YOUR TASK: Go through the entries below. Copy out every line that contains "invalid".

======== DATA TO USE

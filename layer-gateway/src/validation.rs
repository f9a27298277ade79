//! Input validation: verification codes, session blob format, public message
//! links, search limits and chat-type filters.
//!
//! Everything here is pure and runs before any network call.

use std::str::FromStr;

use base64::Engine as _;
use base64::engine::general_purpose::STANDARD;
use serde::Deserialize;

use crate::errors::ValidationError;
use crate::protocol::ChatKind;

// ─── Verification codes ───────────────────────────────────────────────────────

const CODE_MIN_LEN: usize = 4;
const CODE_MAX_LEN: usize = 8;

/// Normalize a login code to its digit string.
///
/// Surrounding and embedded whitespace or `-` separators are dropped
/// (`"12 345"`, `"12-345"` → `"12345"`); anything else non-numeric, or a
/// length outside 4–8 digits, is rejected.
pub fn normalize_code(code: &str) -> Result<String, ValidationError> {
    let digits: String = code
        .chars()
        .filter(|c| !c.is_whitespace() && *c != '-')
        .collect();
    if digits.is_empty() {
        return Err(ValidationError::Code("code is empty"));
    }
    if !digits.bytes().all(|b| b.is_ascii_digit()) {
        return Err(ValidationError::Code("code must contain digits only"));
    }
    if !(CODE_MIN_LEN..=CODE_MAX_LEN).contains(&digits.len()) {
        return Err(ValidationError::Code("code has the wrong length"));
    }
    Ok(digits)
}

// ─── Session blobs ────────────────────────────────────────────────────────────

/// Structural check of a session blob: non-empty, padded standard base64.
///
/// Returns the decoded bytes. Says nothing about whether Telegram will still
/// accept the credential.
pub fn decode_blob(blob: &str) -> Result<Vec<u8>, ValidationError> {
    if blob.is_empty() {
        return Err(ValidationError::SessionBlob("empty".into()));
    }
    let bytes = STANDARD
        .decode(blob)
        .map_err(|e| ValidationError::SessionBlob(e.to_string()))?;
    if bytes.is_empty() {
        return Err(ValidationError::SessionBlob("decodes to zero bytes".into()));
    }
    Ok(bytes)
}

/// Inverse of [`decode_blob`].
pub fn encode_blob(bytes: &[u8]) -> String {
    STANDARD.encode(bytes)
}

// ─── Public message links ─────────────────────────────────────────────────────

/// A parsed public message link such as `https://t.me/durov/42`.
#[derive(Clone, Debug, PartialEq, Eq)]
pub struct MessageLink {
    pub username:   String,
    pub message_id: i32,
}

/// Parse `https://t.me/{username}/{id}` (also `http://`, bare `t.me/`,
/// `@username/id` and `username/id`).
pub fn parse_message_link(link: &str) -> Result<MessageLink, ValidationError> {
    let invalid = || ValidationError::MessageLink(link.to_string());

    let trimmed = link.trim().trim_start_matches('@');
    let path = ["https://t.me/", "http://t.me/", "t.me/"]
        .iter()
        .find_map(|prefix| trimmed.strip_prefix(prefix))
        .unwrap_or(trimmed);
    let path = path.split(['?', '#']).next().unwrap_or("").trim_matches('/');

    let mut parts = path.split('/');
    let (Some(username), Some(id), None) = (parts.next(), parts.next(), parts.next()) else {
        return Err(invalid());
    };
    if username.is_empty() || username == "c" {
        return Err(invalid());
    }
    let message_id = id.parse::<i32>().ok().filter(|id| *id > 0).ok_or_else(invalid)?;
    Ok(MessageLink { username: username.to_string(), message_id })
}

// ─── Search parameters ────────────────────────────────────────────────────────

/// Result cap for search endpoints: 1–100, default 20.
#[derive(Clone, Copy, Debug, PartialEq, Eq)]
pub struct SearchLimit(usize);

impl SearchLimit {
    pub const MIN: usize = 1;
    pub const MAX: usize = 100;
    pub const DEFAULT: usize = 20;

    pub fn new(n: usize) -> Result<Self, ValidationError> {
        if (Self::MIN..=Self::MAX).contains(&n) {
            Ok(Self(n))
        } else {
            Err(ValidationError::Limit { min: Self::MIN, max: Self::MAX, got: n })
        }
    }

    pub fn get(self) -> usize { self.0 }
}

impl Default for SearchLimit {
    fn default() -> Self { Self(Self::DEFAULT) }
}

/// Chat-type filter for global search.
#[derive(Clone, Copy, Debug, Default, PartialEq, Eq, Deserialize)]
#[serde(rename_all = "lowercase")]
pub enum ChatFilter {
    Private,
    Group,
    Channel,
    #[default]
    All,
}

impl ChatFilter {
    pub fn matches(self, kind: ChatKind) -> bool {
        match self {
            Self::All     => true,
            Self::Private => kind == ChatKind::Private,
            Self::Group   => kind == ChatKind::Group,
            Self::Channel => kind == ChatKind::Channel,
        }
    }
}

impl FromStr for ChatFilter {
    type Err = ValidationError;
    fn from_str(s: &str) -> Result<Self, Self::Err> {
        match s {
            "private" => Ok(Self::Private),
            "group"   => Ok(Self::Group),
            "channel" => Ok(Self::Channel),
            "all"     => Ok(Self::All),
            other     => Err(ValidationError::Field(format!(
                "chat_type must be one of private, group, channel, all; got {other:?}"
            ))),
        }
    }
}

/// Reject empty or whitespace-only search queries.
pub fn require_query(query: &str) -> Result<&str, ValidationError> {
    let q = query.trim();
    if q.is_empty() {
        Err(ValidationError::Field("query must not be empty".into()))
    } else {
        Ok(q)
    }
}

// ─── Tests ────────────────────────────────────────────────────────────────────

================

TASK OUTPUT:
    let invalid = || ValidationError::MessageLink(link.to_string());
        return Err(invalid());
        return Err(invalid());
    let message_id = id.parse::<i32>().ok().filter(|id| *id > 0).ok_or_else(invalid)?;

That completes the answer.